Top of Provided material

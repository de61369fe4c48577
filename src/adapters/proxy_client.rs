use std::sync::Arc;
use std::time::Duration;

use axum::body::Body as AxumBody;
use hyper::body::Incoming;
use hyper::{Request, Response};
use hyper_util::rt::TokioIo;
use rustls::client::danger::{HandshakeSignatureValid, ServerCertVerified, ServerCertVerifier};
use rustls::pki_types::{CertificateDer, ServerName, UnixTime};
use rustls::{DigitallySignedStruct, SignatureScheme};
use tokio::io::{AsyncRead, AsyncWrite};
use tokio::net::TcpStream;
use tokio_rustls::TlsConnector;

use crate::core::route::Scheme;
use crate::ports::http_client::{ProxyConnector, ProxyError, ProxyTarget};

/// Executes single proxy attempts: a fresh TCP connect per attempt, an
/// optional TLS handshake with SNI taken from the target, then an HTTP/1.1
/// exchange. The failover loop owns retries; this type only classifies.
pub struct ProxyClient {
    verified_tls: TlsConnector,
    insecure_tls: TlsConnector,
    connect_timeout: Duration,
}

impl ProxyClient {
    pub fn new(tls: Arc<rustls::ClientConfig>, connect_timeout: Duration) -> Self {
        Self {
            verified_tls: TlsConnector::from(tls),
            insecure_tls: TlsConnector::from(Arc::new(insecure_client_config())),
            connect_timeout,
        }
    }

    async fn exchange<I>(
        &self,
        io: TokioIo<I>,
        authority: String,
        req: Request<AxumBody>,
    ) -> Result<Response<Incoming>, ProxyError>
    where
        I: AsyncRead + AsyncWrite + Unpin + Send + 'static,
    {
        let (mut sender, conn) = hyper::client::conn::http1::handshake(io)
            .await
            .map_err(|source| ProxyError::Http {
                authority: authority.clone(),
                source,
            })?;

        // The connection task outlives the request so response bodies and
        // protocol upgrades keep flowing after this call returns.
        tokio::spawn(async move {
            if let Err(err) = conn.with_upgrades().await {
                tracing::debug!(error = %err, "backend connection closed with error");
            }
        });

        sender
            .send_request(req)
            .await
            .map_err(|source| ProxyError::Http { authority, source })
    }
}

impl ProxyConnector for ProxyClient {
    async fn send(
        &self,
        target: &ProxyTarget,
        req: Request<AxumBody>,
    ) -> Result<Response<Incoming>, ProxyError> {
        let authority = target.authority();

        let connect = TcpStream::connect((target.host.as_str(), target.port));
        let tcp = match tokio::time::timeout(self.connect_timeout, connect).await {
            Ok(Ok(stream)) => stream,
            Ok(Err(source)) => return Err(ProxyError::Connect { authority, source }),
            Err(_) => return Err(ProxyError::ConnectTimeout { authority }),
        };
        let _ = tcp.set_nodelay(true);

        match target.protocol {
            Scheme::Http => self.exchange(TokioIo::new(tcp), authority, req).await,
            Scheme::Https => {
                let connector = if target.verify_tls {
                    &self.verified_tls
                } else {
                    &self.insecure_tls
                };
                let sni = target
                    .sni_host
                    .clone()
                    .unwrap_or_else(|| target.host.clone());
                let server_name = ServerName::try_from(sni).map_err(|_| {
                    ProxyError::InvalidTarget(format!("invalid tls server name for {authority}"))
                })?;

                let handshake = connector.connect(server_name, tcp);
                let tls = match tokio::time::timeout(self.connect_timeout, handshake).await {
                    Ok(Ok(stream)) => stream,
                    Ok(Err(source)) => return Err(ProxyError::Tls { authority, source }),
                    Err(_) => return Err(ProxyError::ConnectTimeout { authority }),
                };
                self.exchange(TokioIo::new(tls), authority, req).await
            }
        }
    }
}

/// TLS configuration that accepts any server certificate. Used exclusively
/// for the default backend, which sits on-box behind the gateway.
fn insecure_client_config() -> rustls::ClientConfig {
    let provider = rustls::crypto::aws_lc_rs::default_provider();
    rustls::ClientConfig::builder()
        .dangerous()
        .with_custom_certificate_verifier(Arc::new(DisabledVerifier(provider)))
        .with_no_client_auth()
}

#[derive(Debug)]
struct DisabledVerifier(rustls::crypto::CryptoProvider);

impl ServerCertVerifier for DisabledVerifier {
    fn verify_server_cert(
        &self,
        _end_entity: &CertificateDer<'_>,
        _intermediates: &[CertificateDer<'_>],
        _server_name: &ServerName<'_>,
        _ocsp_response: &[u8],
        _now: UnixTime,
    ) -> Result<ServerCertVerified, rustls::Error> {
        Ok(ServerCertVerified::assertion())
    }

    fn verify_tls12_signature(
        &self,
        message: &[u8],
        cert: &CertificateDer<'_>,
        dss: &DigitallySignedStruct,
    ) -> Result<HandshakeSignatureValid, rustls::Error> {
        rustls::crypto::verify_tls12_signature(
            message,
            cert,
            dss,
            &self.0.signature_verification_algorithms,
        )
    }

    fn verify_tls13_signature(
        &self,
        message: &[u8],
        cert: &CertificateDer<'_>,
        dss: &DigitallySignedStruct,
    ) -> Result<HandshakeSignatureValid, rustls::Error> {
        rustls::crypto::verify_tls13_signature(
            message,
            cert,
            dss,
            &self.0.signature_verification_algorithms,
        )
    }

    fn supported_verify_schemes(&self) -> Vec<SignatureScheme> {
        self.0.signature_verification_algorithms.supported_schemes()
    }
}

#[cfg(test)]
mod tests {
    use axum::Router;
    use axum::routing::get;

    use super::*;

    fn client() -> ProxyClient {
        let tls = Arc::new(
            rustls::ClientConfig::builder()
                .with_root_certificates(rustls::RootCertStore::empty())
                .with_no_client_auth(),
        );
        ProxyClient::new(tls, Duration::from_secs(2))
    }

    fn origin_form_request(host: &str) -> Request<AxumBody> {
        Request::builder()
            .method(hyper::Method::GET)
            .uri("/ping")
            .header(hyper::header::HOST, host)
            .body(AxumBody::empty())
            .unwrap()
    }

    #[tokio::test]
    async fn test_plain_http_exchange() {
        let listener = tokio::net::TcpListener::bind("127.0.0.1:0").await.unwrap();
        let addr = listener.local_addr().unwrap();
        tokio::spawn(async move {
            let app = Router::new().route("/ping", get(|| async { "pong" }));
            axum::serve(listener, app).await.unwrap();
        });

        let target = ProxyTarget {
            protocol: Scheme::Http,
            host: addr.ip().to_string(),
            port: addr.port(),
            sni_host: None,
            verify_tls: true,
        };
        let response = client()
            .send(&target, origin_form_request("alice.example.com"))
            .await
            .unwrap();
        assert_eq!(response.status(), hyper::StatusCode::OK);
    }

    #[tokio::test]
    async fn test_connection_refused_is_retriable() {
        let listener = tokio::net::TcpListener::bind("127.0.0.1:0").await.unwrap();
        let addr = listener.local_addr().unwrap();
        drop(listener);

        let target = ProxyTarget {
            protocol: Scheme::Http,
            host: addr.ip().to_string(),
            port: addr.port(),
            sni_host: None,
            verify_tls: true,
        };
        let err = client()
            .send(&target, origin_form_request("alice.example.com"))
            .await
            .unwrap_err();
        assert!(matches!(err, ProxyError::Connect { .. }));
        assert!(err.is_retriable());
    }
}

Bottom of Provided material

[Work task] Exactly as written above, reproduce all of the entries.

[Response area]
repository de61369fe4c48577
filename src/adapters/proxy_client.rs
use std::sync::Arc;
use std::time::Duration;

use axum::body::Body as AxumBody;
use hyper::body::Incoming;
use hyper::{Request, Response};
use hyper_util::rt::TokioIo;
use rustls::client::danger::{HandshakeSignatureValid, ServerCertVerified, ServerCertVerifier};
use rustls::pki_types::{CertificateDer, ServerName, UnixTime};
use rustls::{DigitallySignedStruct, SignatureScheme};
use tokio::io::{AsyncRead, AsyncWrite};
use tokio::net::TcpStream;
use tokio_rustls::TlsConnector;

use crate::core::route::Scheme;
use crate::ports::http_client::{ProxyConnector, ProxyError, ProxyTarget};

/// Executes single proxy attempts: a fresh TCP connect per attempt, an
/// optional TLS handshake with SNI taken from the target, then an HTTP/1.1
/// exchange. The failover loop owns retries; this type only classifies.
pub struct ProxyClient {
    verified_tls: TlsConnector,
    insecure_tls: TlsConnector,
    connect_timeout: Duration,
}

impl ProxyClient {
    pub fn new(tls: Arc<rustls::ClientConfig>, connect_timeout: Duration) -> Self {
        Self {
            verified_tls: TlsConnector::from(tls),
            insecure_tls: TlsConnector::from(Arc::new(insecure_client_config())),
            connect_timeout,
        }
    }

    async fn exchange<I>(
        &self,
        io: TokioIo<I>,
        authority: String,
        req: Request<AxumBody>,
    ) -> Result<Response<Incoming>, ProxyError>
    where
        I: AsyncRead + AsyncWrite + Unpin + Send + 'static,
    {
        let (mut sender, conn) = hyper::client::conn::http1::handshake(io)
            .await
            .map_err(|source| ProxyError::Http {
                authority: authority.clone(),
                source,
            })?;

        // The connection task outlives the request so response bodies and
        // protocol upgrades keep flowing after this call returns.
        tokio::spawn(async move {
            if let Err(err) = conn.with_upgrades().await {
                tracing::debug!(error = %err, "backend connection closed with error");
            }
        });

        sender
            .send_request(req)
            .await
            .map_err(|source| ProxyError::Http { authority, source })
    }
}

impl ProxyConnector for ProxyClient {
    async fn send(
        &self,
        target: &ProxyTarget,
        req: Request<AxumBody>,
    ) -> Result<Response<Incoming>, ProxyError> {
        let authority = target.authority();

        let connect = TcpStream::connect((target.host.as_str(), target.port));
        let tcp = match tokio::time::timeout(self.connect_timeout, connect).await {
            Ok(Ok(stream)) => stream,
            Ok(Err(source)) => return Err(ProxyError::Connect { authority, source }),
            Err(_) => return Err(ProxyError::ConnectTimeout { authority }),
        };
        let _ = tcp.set_nodelay(true);

        match target.protocol {
            Scheme::Http => self.exchange(TokioIo::new(tcp), authority, req).await,
            Scheme::Https => {
                let connector = if target.verify_tls {
                    &self.verified_tls
                } else {
                    &self.insecure_tls
                };
                let sni = target
                    .sni_host
                    .clone()
                    .unwrap_or_else(|| target.host.clone());
                let server_name = ServerName::try_from(sni).map_err(|_| {
                    ProxyError::InvalidTarget(format!("invalid tls server name for {authority}"))
                })?;

                let handshake = connector.connect(server_name, tcp);
                let tls = match tokio::time::timeout(self.connect_timeout, handshake).await {
                    Ok(Ok(stream)) => stream,
                    Ok(Err(source)) => return Err(ProxyError::Tls { authority, source }),
                    Err(_) => return Err(ProxyError::ConnectTimeout { authority }),
                };
                self.exchange(TokioIo::new(tls), authority, req).await
            }
        }
    }
}

/// TLS configuration that accepts any server certificate. Used exclusively
/// for the default backend, which sits on-box behind the gateway.
fn insecure_client_config() -> rustls::ClientConfig {
    let provider = rustls::crypto::aws_lc_rs::default_provider();
    rustls::ClientConfig::builder()
        .dangerous()
        .with_custom_certificate_verifier(Arc::new(DisabledVerifier(provider)))
        .with_no_client_auth()
}

#[derive(Debug)]
struct DisabledVerifier(rustls::crypto::CryptoProvider);

impl ServerCertVerifier for DisabledVerifier {
    fn verify_server_cert(
        &self,
        _end_entity: &CertificateDer<'_>,
        _intermediates: &[CertificateDer<'_>],
        _server_name: &ServerName<'_>,
        _ocsp_response: &[u8],
        _now: UnixTime,
    ) -> Result<ServerCertVerified, rustls::Error> {
        Ok(ServerCertVerified::assertion())
    }

    fn verify_tls12_signature(
        &self,
        message: &[u8],
        cert: &CertificateDer<'_>,
        dss: &DigitallySignedStruct,
    ) -> Result<HandshakeSignatureValid, rustls::Error> {
        rustls::crypto::verify_tls12_signature(
            message,
            cert,
            dss,
            &self.0.signature_verification_algorithms,
        )
    }

    fn verify_tls13_signature(
        &self,
        message: &[u8],
        cert: &CertificateDer<'_>,
        dss: &DigitallySignedStruct,
    ) -> Result<HandshakeSignatureValid, rustls::Error> {
        rustls::crypto::verify_tls13_signature(
            message,
            cert,
            dss,
            &self.0.signature_verification_algorithms,
        )
    }

    fn supported_verify_schemes(&self) -> Vec<SignatureScheme> {
        self.0.signature_verification_algorithms.supported_schemes()
    }
}

#[cfg(test)]
mod tests {
    use axum::Router;
    use axum::routing::get;

    use super::*;

    fn client() -> ProxyClient {
        let tls = Arc::new(
            rustls::ClientConfig::builder()
                .with_root_certificates(rustls::RootCertStore::empty())
                .with_no_client_auth(),
        );
        ProxyClient::new(tls, Duration::from_secs(2))
    }

    fn origin_form_request(host: &str) -> Request<AxumBody> {
        Request::builder()
            .method(hyper::Method::GET)
            .uri("/ping")
            .header(hyper::header::HOST, host)
            .body(AxumBody::empty())
            .unwrap()
    }

    #[tokio::test]
    async fn test_plain_http_exchange() {
        let listener = tokio::net::TcpListener::bind("127.0.0.1:0").await.unwrap();
        let addr = listener.local_addr().unwrap();
        tokio::spawn(async move {
            let app = Router::new().route("/ping", get(|| async { "pong" }));
            axum::serve(listener, app).await.unwrap();
        });

        let target = ProxyTarget {
            protocol: Scheme::Http,
            host: addr.ip().to_string(),
            port: addr.port(),
            sni_host: None,
            verify_tls: true,
        };
        let response = client()
            .send(&target, origin_form_request("alice.example.com"))
            .await
            .unwrap();
        assert_eq!(response.status(), hyper::StatusCode::OK);
    }

    #[tokio::test]
    async fn test_connection_refused_is_retriable() {
        let listener = tokio::net::TcpListener::bind("127.0.0.1:0").await.unwrap();
        let addr = listener.local_addr().unwrap();
        drop(listener);

        let target = ProxyTarget {
            protocol: Scheme::Http,
            host: addr.ip().to_string(),
            port: addr.port(),
            sni_host: None,
            verify_tls: true,
        };
        let err = client()
            .send(&target, origin_form_request("alice.example.com"))
            .await
            .unwrap_err();
        assert!(matches!(err, ProxyError::Connect { .. }));
        assert!(err.is_retriable());
    }
}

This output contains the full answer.